(Records for processing begins)

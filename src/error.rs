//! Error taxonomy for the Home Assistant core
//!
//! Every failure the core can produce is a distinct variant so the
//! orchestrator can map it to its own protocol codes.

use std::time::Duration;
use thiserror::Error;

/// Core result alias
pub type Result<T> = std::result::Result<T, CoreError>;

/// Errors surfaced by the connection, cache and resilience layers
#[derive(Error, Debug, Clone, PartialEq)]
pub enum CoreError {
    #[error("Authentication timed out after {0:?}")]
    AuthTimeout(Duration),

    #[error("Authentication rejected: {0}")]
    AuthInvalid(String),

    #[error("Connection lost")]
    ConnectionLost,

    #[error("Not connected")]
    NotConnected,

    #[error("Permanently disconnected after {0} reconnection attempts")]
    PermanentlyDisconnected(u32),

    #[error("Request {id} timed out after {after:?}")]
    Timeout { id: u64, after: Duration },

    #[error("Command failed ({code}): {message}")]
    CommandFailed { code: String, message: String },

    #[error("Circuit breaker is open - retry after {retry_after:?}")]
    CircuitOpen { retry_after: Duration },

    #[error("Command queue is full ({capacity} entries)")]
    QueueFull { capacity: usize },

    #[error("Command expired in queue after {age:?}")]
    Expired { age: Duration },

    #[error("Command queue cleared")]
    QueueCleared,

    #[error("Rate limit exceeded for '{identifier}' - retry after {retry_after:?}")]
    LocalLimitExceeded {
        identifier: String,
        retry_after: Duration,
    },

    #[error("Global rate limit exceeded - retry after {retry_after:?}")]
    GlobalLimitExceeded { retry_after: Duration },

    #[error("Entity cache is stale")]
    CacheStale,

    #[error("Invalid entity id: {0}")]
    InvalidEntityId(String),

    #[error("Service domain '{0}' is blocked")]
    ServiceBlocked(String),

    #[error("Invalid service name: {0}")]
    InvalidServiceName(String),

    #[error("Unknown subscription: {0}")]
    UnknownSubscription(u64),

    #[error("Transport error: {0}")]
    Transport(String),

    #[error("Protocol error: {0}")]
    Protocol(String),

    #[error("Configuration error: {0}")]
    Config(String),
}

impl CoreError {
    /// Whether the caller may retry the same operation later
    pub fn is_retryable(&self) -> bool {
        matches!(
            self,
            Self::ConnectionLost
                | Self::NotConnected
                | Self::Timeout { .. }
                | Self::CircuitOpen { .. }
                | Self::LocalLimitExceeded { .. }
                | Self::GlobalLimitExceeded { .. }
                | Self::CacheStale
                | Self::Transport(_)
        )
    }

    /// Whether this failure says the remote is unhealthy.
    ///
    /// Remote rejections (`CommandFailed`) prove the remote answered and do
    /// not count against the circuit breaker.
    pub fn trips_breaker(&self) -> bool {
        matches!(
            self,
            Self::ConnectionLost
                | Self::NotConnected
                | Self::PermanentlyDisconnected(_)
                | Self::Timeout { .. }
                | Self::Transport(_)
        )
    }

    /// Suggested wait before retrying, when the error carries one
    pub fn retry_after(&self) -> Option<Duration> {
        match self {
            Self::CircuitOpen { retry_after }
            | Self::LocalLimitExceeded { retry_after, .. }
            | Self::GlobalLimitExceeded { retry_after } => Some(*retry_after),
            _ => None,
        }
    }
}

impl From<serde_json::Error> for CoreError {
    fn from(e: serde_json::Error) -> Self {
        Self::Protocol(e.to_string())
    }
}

(Records for processing ends)

▶ **About this exercise**
So that the data stays intact, repeat all of it exactly.

▶ **Answer area**
filename src/error.rs
//! Error taxonomy for the Home Assistant core
//!
//! Every failure the core can produce is a distinct variant so the
//! orchestrator can map it to its own protocol codes.

use std::time::Duration;
use thiserror::Error;

/// Core result alias
pub type Result<T> = std::result::Result<T, CoreError>;

/// Errors surfaced by the connection, cache and resilience layers
#[derive(Error, Debug, Clone, PartialEq)]
pub enum CoreError {
    #[error("Authentication timed out after {0:?}")]
    AuthTimeout(Duration),

    #[error("Authentication rejected: {0}")]
    AuthInvalid(String),

    #[error("Connection lost")]
    ConnectionLost,

    #[error("Not connected")]
    NotConnected,

    #[error("Permanently disconnected after {0} reconnection attempts")]
    PermanentlyDisconnected(u32),

    #[error("Request {id} timed out after {after:?}")]
    Timeout { id: u64, after: Duration },

    #[error("Command failed ({code}): {message}")]
    CommandFailed { code: String, message: String },

    #[error("Circuit breaker is open - retry after {retry_after:?}")]
    CircuitOpen { retry_after: Duration },

    #[error("Command queue is full ({capacity} entries)")]
    QueueFull { capacity: usize },

    #[error("Command expired in queue after {age:?}")]
    Expired { age: Duration },

    #[error("Command queue cleared")]
    QueueCleared,

    #[error("Rate limit exceeded for '{identifier}' - retry after {retry_after:?}")]
    LocalLimitExceeded {
        identifier: String,
        retry_after: Duration,
    },

    #[error("Global rate limit exceeded - retry after {retry_after:?}")]
    GlobalLimitExceeded { retry_after: Duration },

    #[error("Entity cache is stale")]
    CacheStale,

    #[error("Invalid entity id: {0}")]
    InvalidEntityId(String),

    #[error("Service domain '{0}' is blocked")]
    ServiceBlocked(String),

    #[error("Invalid service name: {0}")]
    InvalidServiceName(String),

    #[error("Unknown subscription: {0}")]
    UnknownSubscription(u64),

    #[error("Transport error: {0}")]
    Transport(String),

    #[error("Protocol error: {0}")]
    Protocol(String),

    #[error("Configuration error: {0}")]
    Config(String),
}

impl CoreError {
    /// Whether the caller may retry the same operation later
    pub fn is_retryable(&self) -> bool {
        matches!(
            self,
            Self::ConnectionLost
                | Self::NotConnected
                | Self::Timeout { .. }
                | Self::CircuitOpen { .. }
                | Self::LocalLimitExceeded { .. }
                | Self::GlobalLimitExceeded { .. }
                | Self::CacheStale
                | Self::Transport(_)
        )
    }

    /// Whether this failure says the remote is unhealthy.
    ///
    /// Remote rejections (`CommandFailed`) prove the remote answered and do
    /// not count against the circuit breaker.
    pub fn trips_breaker(&self) -> bool {
        matches!(
            self,
            Self::ConnectionLost
                | Self::NotConnected
                | Self::PermanentlyDisconnected(_)
                | Self::Timeout { .. }
                | Self::Transport(_)
        )
    }

    /// Suggested wait before retrying, when the error carries one
    pub fn retry_after(&self) -> Option<Duration> {
        match self {
            Self::CircuitOpen { retry_after }
            | Self::LocalLimitExceeded { retry_after, .. }
            | Self::GlobalLimitExceeded { retry_after } => Some(*retry_after),
            _ => None,
        }
    }
}

impl From<serde_json::Error> for CoreError {
    fn from(e: serde_json::Error) -> Self {
        Self::Protocol(e.to_string())
    }
}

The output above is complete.